Abstract
Despite initial responses to hormone treatment, metastatic prostate cancer invariably evolves to a lethal state. To characterize the intra-patient relationships of metastases that evade treatment, we performed genomewide copy number profiling and bespoke approaches targeting the androgen receptor (AR) on 142 metastatic regions from 10 organs harvested post-mortem from nine men who died from prostate cancer. We identified diverse and patient-unique alterations clustering around the AR in metastases from every patient with evidence of independent acquisition of related genomic changes within an individual and, in some patients, the co-existence of AR-neutral clones. Using the genomic boundaries of pan-autosome copy number change, we confirmed a common clone of origin across metastases and diagnostic biopsies; and identified in individual patients, clusters of metastases occupied by dominant clones with diverged autosomal copy number alterations. Autosome-defined clusters were characterized by cluster-specific AR gene architectures that in two index cases were topologically more congruent than by chance (p-values 0.03, 3.07×10-8). Integration with anatomical site suggested patterns of spread and points of genomic divergence.
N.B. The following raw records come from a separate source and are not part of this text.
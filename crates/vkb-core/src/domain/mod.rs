//! Domain entities for the virtual keyboard.
//!
//! This module contains pure business logic with no infrastructure dependencies.
//!
//! # What is "domain" in Clean Architecture? (for beginners)
//!
//! Clean Architecture organises code into concentric layers.  The innermost
//! layer is called the **domain**.  Domain code:
//!
//! - Contains the core rules of the application.
//! - Has **no** imports from OS APIs, network libraries, storage drivers, or UI
//!   frameworks.
//! - Can be compiled and tested on any platform without any external setup.
//!
//! Here the rules are: which keys are held, whether caps-lock is on, which
//! language is active, and what each keystroke does to the text.  Whether the
//! keyboard is drawn in a browser, a terminal, or not at all is decided by
//! outer layers.

/// Input event kinds (`keydown`, `keyup`, `mousedown`, `click`).
pub mod event;

/// The keyboard controller: the core state machine.
///
/// See [`keyboard::VirtualKeyboard`] for the main type.
pub mod keyboard;

/// The active layout language.
pub mod language;

/// A controller paired with its text buffer.
pub mod session;

/// The text buffer and its control actions.
pub mod text;

/// Per-key render state maintained by the controller.
pub mod view;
Copy number boundaries identified treatment-selected clones with putatively distinct lethal trajectories.
Statement of significance Lethal prostate cancer evolves from a single clone of origin and upon a treatment-mediated selection, progresses to lethal disease via a limited number of related clones harboring patient-unique androgen receptor gene architectures.
Competing Interest Statement
The authors have declared no competing interest.
Footnotes
Competing interests:
PC, DW, GA have a patent on blood methylation markers (GB1915469.9). GA received personal fees, grants, and travel support from Janssen and Astellas Pharma; personal fees or travel support from Pfizer, Novartis/AAA, Bayer Healthcare Pharmaceuticals, AstraZeneca, and Sanofi-Aventis; in addition, GA’s former employer, The Institute of Cancer Research, receives royalty income from abiraterone and GA receives a share of this income through the Institute’s Rewards to Discoverers Scheme. SS has served on advisory boards for Bristol Myer Squibb, Merck Sharp and Dohme, Astra Zeneca, Janssen and has received institutional grant funding from Merck Sharp and Dohme, Astra Zeneca, Amgen, and Advanced Accelerator Applications (AAA), a Novartis Company, Merck Serono and Roche/Genentech (outside the submitted work).